_WHAT TO WORK ON_
Your answer should be the lines from the start of the records through the line with "version become surplus", copied word for word.

_EXTRACTED RECORDS_
——
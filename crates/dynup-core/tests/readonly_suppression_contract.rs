//! Architectural Contract Test: Read-Only Record Suppression
//!
//! This test verifies that provider-locked records always win over
//! local addresses.
//!
//! Constraints verified:
//! - A read-only record is never removed, whatever its value
//! - A read-only record suppresses additions for its whole IP version
//! - Editable records sharing a locked version become surplus
//! - Suppression covers one version, not the whole hostname
//! - Read-only records of other hostnames suppress nothing
//!
//! If this test fails, the engine fights records it cannot change.

mod common;

use common::*;
use dynup_core::{CycleOutcome, ReconcileSummary};

#[tokio::test]
async fn read_only_record_is_never_removed() {
    // The locked A record carries a stale value; the engine must leave
    // it alone and must not add a competing record either
    let (handle, outcome) = run_single_pass(
        addresses(Some("203.0.113.8"), None),
        vec![provider_record(TEST_HOST, "203.0.113.7", false)],
        ("203.0.113.7", "::1"),
    )
    .await;

    assert!(
        handle.ops().is_empty(),
        "a locked record admits no writes for its version"
    );
    assert_eq!(outcome, CycleOutcome::Reconciled(ReconcileSummary::default()));
}

#[tokio::test]
async fn locked_version_makes_matching_editable_records_surplus() {
    // The editable twin matches the desired address exactly; the locked
    // record still owns the version, so the twin is surplus
    let (handle, _) = run_single_pass(
        addresses(Some("203.0.113.7"), None),
        vec![
            provider_record(TEST_HOST, "203.0.113.7", false),
            provider_record(TEST_HOST, "203.0.113.7", true),
        ],
        ("198.51.100.1", "::1"),
    )
    .await;

    assert_eq!(
        handle.ops(),
        vec![ProviderOp::Remove {
            name: TEST_HOST.to_string(),
            value: "203.0.113.7".to_string(),
        }],
        "only the editable twin may be removed"
    );
}

#[tokio::test]
async fn suppression_covers_only_the_locked_version() {
    // v4 locked, v6 free: the v6 side still reconciles normally
    let (handle, _) = run_single_pass(
        addresses(Some("203.0.113.8"), Some("2001:db8::8")),
        vec![provider_record(TEST_HOST, "203.0.113.7", false)],
        ("203.0.113.7", "2001:db8::7"),
    )
    .await;

    assert_eq!(
        handle.ops(),
        vec![ProviderOp::Add {
            name: TEST_HOST.to_string(),
            address: "2001:db8::8".parse().unwrap(),
        }],
        "the free version must reconcile despite the locked one"
    );
}

#[tokio::test]
async fn locked_records_of_other_hostnames_suppress_nothing() {
    let (handle, _) = run_single_pass(
        addresses(Some("203.0.113.8"), None),
        vec![provider_record("locked.example.com", "198.51.100.9", false)],
        ("203.0.113.7", "::1"),
    )
    .await;

    assert_eq!(
        handle.ops(),
        vec![ProviderOp::Add {
            name: TEST_HOST.to_string(),
            address: "203.0.113.8".parse().unwrap(),
        }],
        "a foreign locked record must not suppress our additions"
    );
}
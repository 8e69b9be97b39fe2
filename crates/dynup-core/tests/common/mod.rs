//! Test doubles and common utilities for engine contract tests
//!
//! Minimal mocks over the three component traits. Provider writes land
//! in one shared, ordered operation log, so tests can assert not just
//! how often the engine wrote but in what order.

#![allow(dead_code)]

use async_trait::async_trait;
use dynup_core::traits::{
    AddressSet, AddressSource, CachedState, DnsRecord, RecordKind, RecordStore, StateStore,
};
use dynup_core::{CycleOutcome, Error, ReconcileEngine, Result};
use std::net::IpAddr;
use std::sync::atomic::{AtomicBool, AtomicUsize, Ordering};
use std::sync::{Arc, Mutex};

/// Hostname the contract engines manage
pub const TEST_HOST: &str = "home.example.com";

/// One provider write, as the mock record store observed it
#[derive(Debug, Clone, PartialEq, Eq)]
pub enum ProviderOp {
    /// A record was removed (name plus verbatim value text)
    Remove { name: String, value: String },
    /// A record was added
    Add { name: String, address: IpAddr },
}

/// A record as the provider would report it
pub fn provider_record(name: &str, value: &str, editable: bool) -> DnsRecord {
    let address: IpAddr = value.parse().expect("test record value parses");
    DnsRecord {
        name: name.to_string(),
        kind: RecordKind::for_address(address),
        address,
        value: value.to_string(),
        editable,
    }
}

/// An address set with the given slots filled
pub fn addresses(v4: Option<&str>, v6: Option<&str>) -> AddressSet {
    let mut set = AddressSet::new();
    if let Some(v4) = v4 {
        set.insert(v4.parse().expect("test v4 address parses"));
    }
    if let Some(v6) = v6 {
        set.insert(v6.parse().expect("test v6 address parses"));
    }
    set
}

/// An address source serving a shared, settable address set
pub struct FixedAddressSource {
    set: Arc<Mutex<AddressSet>>,
    call_count: Arc<AtomicUsize>,
}

impl FixedAddressSource {
    pub fn new(set: AddressSet) -> Self {
        Self {
            set: Arc::new(Mutex::new(set)),
            call_count: Arc::new(AtomicUsize::new(0)),
        }
    }

    /// Create a FixedAddressSource sharing state with an existing one
    pub fn sharing_counters_with(other: &Self) -> Self {
        Self {
            set: Arc::clone(&other.set),
            call_count: Arc::clone(&other.call_count),
        }
    }

    /// Replace the set every later resolution returns
    pub fn set_addresses(&self, set: AddressSet) {
        *self.set.lock().unwrap() = set;
    }

    /// Get the number of times current_addresses() was called
    pub fn call_count(&self) -> usize {
        self.call_count.load(Ordering::SeqCst)
    }
}

#[async_trait]
impl AddressSource for FixedAddressSource {
    async fn current_addresses(&self) -> Result<AddressSet> {
        self.call_count.fetch_add(1, Ordering::SeqCst);
        Ok(self.set.lock().unwrap().clone())
    }
}

/// An address source whose configured interface is gone
pub struct FailingAddressSource;

#[async_trait]
impl AddressSource for FailingAddressSource {
    async fn current_addresses(&self) -> Result<AddressSet> {
        Err(Error::interface_unavailable("eth0"))
    }
}

/// A record store backed by an in-memory record list.
///
/// Writes mutate the list, so a later listing reflects them. Every
/// instance created with `sharing_counters_with` observes the same
/// records, log, and counters, which lets a test keep a handle on a
/// store it handed to the engine.
pub struct MockRecordStore {
    /// Records the next listing returns
    records: Arc<Mutex<Vec<DnsRecord>>>,
    /// Successful writes, in issue order
    ops: Arc<Mutex<Vec<ProviderOp>>>,
    /// Call counter for list_records()
    list_call_count: Arc<AtomicUsize>,
    /// Write attempts the provider answers with a rejection
    rejected_values: Arc<Mutex<Vec<String>>>,
    /// Rejected write attempts observed
    rejected_count: Arc<AtomicUsize>,
    /// Write attempts after this many fail with a transport error
    transport_after: Arc<AtomicUsize>,
    /// Write attempts seen so far (including failed ones)
    write_attempts: Arc<AtomicUsize>,
}

impl MockRecordStore {
    pub fn new() -> Self {
        Self::with_records(Vec::new())
    }

    pub fn with_records(records: Vec<DnsRecord>) -> Self {
        Self {
            records: Arc::new(Mutex::new(records)),
            ops: Arc::new(Mutex::new(Vec::new())),
            list_call_count: Arc::new(AtomicUsize::new(0)),
            rejected_values: Arc::new(Mutex::new(Vec::new())),
            rejected_count: Arc::new(AtomicUsize::new(0)),
            transport_after: Arc::new(AtomicUsize::new(usize::MAX)),
            write_attempts: Arc::new(AtomicUsize::new(0)),
        }
    }

    /// Create a MockRecordStore sharing state with an existing one
    pub fn sharing_counters_with(other: &Self) -> Self {
        Self {
            records: Arc::clone(&other.records),
            ops: Arc::clone(&other.ops),
            list_call_count: Arc::clone(&other.list_call_count),
            rejected_values: Arc::clone(&other.rejected_values),
            rejected_count: Arc::clone(&other.rejected_count),
            transport_after: Arc::clone(&other.transport_after),
            write_attempts: Arc::clone(&other.write_attempts),
        }
    }

    /// Successful writes, in the order the engine issued them
    pub fn ops(&self) -> Vec<ProviderOp> {
        self.ops.lock().unwrap().clone()
    }

    /// Get the number of times list_records() was called
    pub fn list_call_count(&self) -> usize {
        self.list_call_count.load(Ordering::SeqCst)
    }

    /// Get the number of write attempts the provider rejected
    pub fn rejected_count(&self) -> usize {
        self.rejected_count.load(Ordering::SeqCst)
    }

    /// Answer any write touching this value text with a rejection
    pub fn reject_writes_of(&self, value: &str) {
        self.rejected_values.lock().unwrap().push(value.to_string());
    }

    /// Let the first `n` write attempts through, fail the rest with a
    /// transport error
    pub fn fail_transport_after(&self, n: usize) {
        self.transport_after.store(n, Ordering::SeqCst);
    }

    fn check_write(&self, command: &'static str, value: &str) -> Result<()> {
        let attempt = self.write_attempts.fetch_add(1, Ordering::SeqCst);
        if attempt >= self.transport_after.load(Ordering::SeqCst) {
            return Err(Error::transport("Connection reset by provider"));
        }

        if self.rejected_values.lock().unwrap().iter().any(|v| v == value) {
            self.rejected_count.fetch_add(1, Ordering::SeqCst);
            return Err(Error::rejected(command, "no_such_record"));
        }

        Ok(())
    }
}

#[async_trait]
impl RecordStore for MockRecordStore {
    async fn list_records(&self) -> Result<Vec<DnsRecord>> {
        self.list_call_count.fetch_add(1, Ordering::SeqCst);
        Ok(self.records.lock().unwrap().clone())
    }

    async fn remove_record(&self, record: &DnsRecord) -> Result<()> {
        self.check_write("dns-remove_record", &record.value)?;

        self.records.lock().unwrap().retain(|r| {
            !(r.name == record.name && r.kind == record.kind && r.value == record.value)
        });
        self.ops.lock().unwrap().push(ProviderOp::Remove {
            name: record.name.clone(),
            value: record.value.clone(),
        });

        Ok(())
    }

    async fn add_record(&self, hostname: &str, address: IpAddr) -> Result<()> {
        self.check_write("dns-add_record", &address.to_string())?;

        self.records.lock().unwrap().push(DnsRecord {
            name: hostname.to_string(),
            kind: RecordKind::for_address(address),
            address,
            value: address.to_string(),
            editable: true,
        });
        self.ops.lock().unwrap().push(ProviderOp::Add {
            name: hostname.to_string(),
            address,
        });

        Ok(())
    }

    fn provider_name(&self) -> &'static str {
        "mock"
    }
}

/// A state store that tracks calls and can refuse saves
pub struct MockStateStore {
    /// Persisted state; None until the first save
    state: Arc<Mutex<Option<CachedState>>>,
    /// Call counter for save()
    save_call_count: Arc<AtomicUsize>,
    /// When set, save() fails with a storage error
    fail_saves: Arc<AtomicBool>,
}

impl MockStateStore {
    pub fn new() -> Self {
        Self {
            state: Arc::new(Mutex::new(None)),
            save_call_count: Arc::new(AtomicUsize::new(0)),
            fail_saves: Arc::new(AtomicBool::new(false)),
        }
    }

    /// Create a store already holding the given per-version addresses
    pub fn with_addresses(v4: &str, v6: &str) -> Self {
        let state = CachedState {
            v4: v4.parse().expect("test v4 address parses"),
            v6: v6.parse().expect("test v6 address parses"),
        };
        let store = Self::new();
        *store.state.lock().unwrap() = Some(state);
        store
    }

    /// Create a MockStateStore sharing state with an existing one
    pub fn sharing_counters_with(other: &Self) -> Self {
        Self {
            state: Arc::clone(&other.state),
            save_call_count: Arc::clone(&other.save_call_count),
            fail_saves: Arc::clone(&other.fail_saves),
        }
    }

    /// Get the number of times save() was called
    pub fn save_call_count(&self) -> usize {
        self.save_call_count.load(Ordering::SeqCst)
    }

    /// The last persisted state, if any save succeeded
    pub fn saved(&self) -> Option<CachedState> {
        *self.state.lock().unwrap()
    }

    /// Make every save() fail with a storage error
    pub fn fail_saves(&self) {
        self.fail_saves.store(true, Ordering::SeqCst);
    }
}

#[async_trait]
impl StateStore for MockStateStore {
    async fn load(&self) -> Result<CachedState> {
        Ok(self.state.lock().unwrap().unwrap_or_default())
    }

    async fn save(&self, state: &CachedState) -> Result<()> {
        self.save_call_count.fetch_add(1, Ordering::SeqCst);
        if self.fail_saves.load(Ordering::SeqCst) {
            return Err(Error::state_store("Disk full"));
        }
        *self.state.lock().unwrap() = Some(*state);
        Ok(())
    }
}

/// Build an engine over the mocks, run one cycle, hand back the record
/// store handle and the outcome
pub async fn run_single_pass(
    desired: AddressSet,
    records: Vec<DnsRecord>,
    cached: (&str, &str),
) -> (MockRecordStore, CycleOutcome) {
    let source = FixedAddressSource::new(desired);
    let store = MockRecordStore::with_records(records);
    let handle = MockRecordStore::sharing_counters_with(&store);
    let state_store = MockStateStore::with_addresses(cached.0, cached.1);

    let mut engine = ReconcileEngine::new(
        Box::new(source),
        Box::new(store),
        Box::new(state_store),
        TEST_HOST,
    )
    .await
    .expect("engine construction succeeds");

    let outcome = engine.update_if_necessary().await.expect("cycle succeeds");
    (handle, outcome)
}
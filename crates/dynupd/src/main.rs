// # dynupd - Dynamic DNS Update Daemon
//
// Thin integration layer over the dynup crates. The daemon is
// responsible for:
//
// 1. Parsing the command line and reading the configuration file
// 2. Initializing logging and the runtime
// 3. Taking the single-instance pid-file lock
// 4. Wiring an address source, the provider client, and the state
//    store into the reconciliation engine
//
// All reconciliation logic lives in dynup-core.
//
// ## Configuration
//
// One TOML file, passed with `--config`:
//
// ```toml
// hostname = "home.example.org"
// update_interval_secs = 300
// state_file = "/var/lib/dynup/last_addresses"
// pid_file = "/run/dynup.pid"
//
// [provider]
// api_url = "https://api.dreamhost.com/"
// api_key = "YOUR_API_KEY"
//
// [interfaces]
// AF_INET = "eth0"
// AF_INET6 = "eth0"
//
// [external]
// enabled = false
// url = "https://checkip.example.net/"
// ```
//
// ## Exit Codes
//
// - 0: clean shutdown
// - 1: unexpected runtime error
// - 2: configuration error (load, parse, validation, logging setup)
// - 5: provider API client could not be built
// - 6: pid file held by another instance or unwritable
// - 7: unknown address-family token in [interfaces]
// - 8: no usable local addresses
// - 9: external address lookup failed

use clap::Parser;
use dynup_addr_external::ExternalSource;
use dynup_addr_ifaces::InterfaceSource;
use dynup_core::{AddressSource, Error, FileStateStore, ReconcileEngine, Settings};
use dynup_provider_dreamhost::DreamhostStore;
use std::fs;
use std::io::Write;
use std::path::{Path, PathBuf};
use std::process::ExitCode;
use std::time::Duration;
use tracing::{Level, error, info};
use tracing_subscriber::FmtSubscriber;

/// Dynamic DNS update daemon
#[derive(Parser)]
#[command(name = "dynupd")]
#[command(author, version, about, long_about = None)]
struct Cli {
    /// Path to the configuration file
    #[arg(short, long)]
    config: PathBuf,

    /// Log level (trace, debug, info, warn, error)
    #[arg(short, long, default_value = "info")]
    log_level: String,

    /// Run a single reconciliation cycle and exit
    #[arg(long)]
    oneshot: bool,
}

/// Exit codes for the distinct termination scenarios
///
/// Each startup failure gets its own code so service units and
/// monitoring can tell a bad key from a missing interface without
/// parsing logs.
#[derive(Debug, Clone, Copy)]
enum DaemonExitCode {
    /// Clean shutdown (normal exit)
    CleanShutdown = 0,
    /// Unexpected runtime failure
    RuntimeError = 1,
    /// Configuration could not be loaded or validated
    ConfigError = 2,
    /// Provider API client could not be built
    ProviderSetupError = 5,
    /// Pid file held by another instance or unwritable
    PidFileError = 6,
    /// Unknown address-family token in the interface table
    AddressFamilyError = 7,
    /// No usable local addresses could be resolved
    NoAddresses = 8,
    /// External address lookup failed
    ExternalLookupError = 9,
}

impl From<DaemonExitCode> for ExitCode {
    fn from(code: DaemonExitCode) -> Self {
        ExitCode::from(code as u8)
    }
}

impl DaemonExitCode {
    /// Map a fatal engine error onto its exit code
    fn for_error(err: &Error) -> Self {
        match err {
            Error::Config(_) => Self::ConfigError,
            Error::ProviderSetup(_) => Self::ProviderSetupError,
            Error::InvalidAddressFamily(_) => Self::AddressFamilyError,
            Error::NoAddressesFound | Error::InterfaceUnavailable(_) => Self::NoAddresses,
            Error::ExternalAddressUnavailable(_) => Self::ExternalLookupError,
            _ => Self::RuntimeError,
        }
    }
}

/// Single-instance lock: a pid file created exclusively at startup
///
/// Holding the guard holds the lock; dropping it removes the file. An
/// existing file means another instance is running, or crashed without
/// cleanup, which an operator resolves by removing the file.
struct PidFile {
    path: PathBuf,
}

impl PidFile {
    /// Create the pid file, failing if it already exists
    fn acquire(path: &Path) -> std::io::Result<Self> {
        if let Some(parent) = path.parent()
            && !parent.as_os_str().is_empty()
        {
            fs::create_dir_all(parent)?;
        }

        let mut file = fs::File::create_new(path)?;
        writeln!(file, "{}", std::process::id())?;

        Ok(Self {
            path: path.to_path_buf(),
        })
    }
}

impl Drop for PidFile {
    fn drop(&mut self) {
        if let Err(e) = fs::remove_file(&self.path) {
            error!("Failed to remove pid file {}: {}", self.path.display(), e);
        }
    }
}

fn main() -> ExitCode {
    let args = Cli::parse();

    // Logging first: every later failure gets reported through it
    if let Err(e) = init_tracing(&args.log_level) {
        eprintln!("Failed to initialize logging: {}", e);
        return DaemonExitCode::ConfigError.into();
    }

    let settings = match load_settings(&args.config) {
        Ok(settings) => settings,
        Err(e) => {
            error!("{}", e);
            return DaemonExitCode::ConfigError.into();
        }
    };

    info!("Starting dynupd for {}", settings.hostname);

    let rt = match tokio::runtime::Builder::new_multi_thread()
        .enable_all()
        .build()
    {
        Ok(runtime) => runtime,
        Err(e) => {
            error!("Failed to create tokio runtime: {}", e);
            return DaemonExitCode::RuntimeError.into();
        }
    };

    rt.block_on(run_daemon(&args, settings)).into()
}

/// Install the global tracing subscriber
fn init_tracing(level: &str) -> anyhow::Result<()> {
    let level = match level.to_lowercase().as_str() {
        "trace" => Level::TRACE,
        "debug" => Level::DEBUG,
        "info" => Level::INFO,
        "warn" => Level::WARN,
        "error" => Level::ERROR,
        other => anyhow::bail!(
            "'{}' is not a log level (trace, debug, info, warn, error)",
            other
        ),
    };

    let subscriber = FmtSubscriber::builder().with_max_level(level).finish();
    tracing::subscriber::set_global_default(subscriber)
        .map_err(|e| anyhow::anyhow!("Failed to set tracing subscriber: {}", e))?;

    Ok(())
}

/// Read, parse, and validate the configuration file
fn load_settings(path: &Path) -> Result<Settings, Error> {
    let content = fs::read_to_string(path)
        .map_err(|e| Error::config(format!("Failed to read {}: {}", path.display(), e)))?;

    let settings = Settings::from_toml_str(&content)?;
    settings.validate()?;

    Ok(settings)
}

/// Take the instance lock, then build and run the engine
async fn run_daemon(args: &Cli, settings: Settings) -> DaemonExitCode {
    let _pid_file = match PidFile::acquire(Path::new(&settings.pid_file)) {
        Ok(guard) => guard,
        Err(e) => {
            error!("Failed to acquire pid file {}: {}", settings.pid_file, e);
            return DaemonExitCode::PidFileError;
        }
    };

    match build_and_run(args, settings).await {
        Ok(()) => {
            info!("Shutdown complete");
            DaemonExitCode::CleanShutdown
        }
        Err(e) => {
            error!("{}", e);
            DaemonExitCode::for_error(&e)
        }
    }
}

/// Wire the configured components into an engine and run it
async fn build_and_run(args: &Cli, settings: Settings) -> dynup_core::Result<()> {
    let mut source: Box<dyn AddressSource> =
        Box::new(InterfaceSource::new(settings.interface_map()?)?);

    if settings.external.enabled {
        info!("External-IP mode: resolving the public IPv4 address");
        source = Box::new(ExternalSource::new(source, &settings.external.url).await?);
    }

    let store = Box::new(DreamhostStore::new(
        settings.provider.api_url.clone(),
        settings.provider.api_key.clone(),
    )?);

    let state_store = Box::new(FileStateStore::new(&settings.state_file).await?);

    let mut engine =
        ReconcileEngine::new(source, store, state_store, settings.hostname.clone()).await?;

    if args.oneshot {
        let outcome = engine.update_if_necessary().await?;
        info!("Single cycle finished: {:?}", outcome);
        return Ok(());
    }

    engine
        .run(Duration::from_secs(settings.update_interval_secs))
        .await
}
——
_REPLY_
filename crates/dynup-core/tests/readonly_suppression_contract.rs
//! Architectural Contract Test: Read-Only Record Suppression
//!
//! This test verifies that provider-locked records always win over
//! local addresses.
//!
//! Constraints verified:
//! - A read-only record is never removed, whatever its value
//! - A read-only record suppresses additions for its whole IP version
//! - Editable records sharing a locked version become surplus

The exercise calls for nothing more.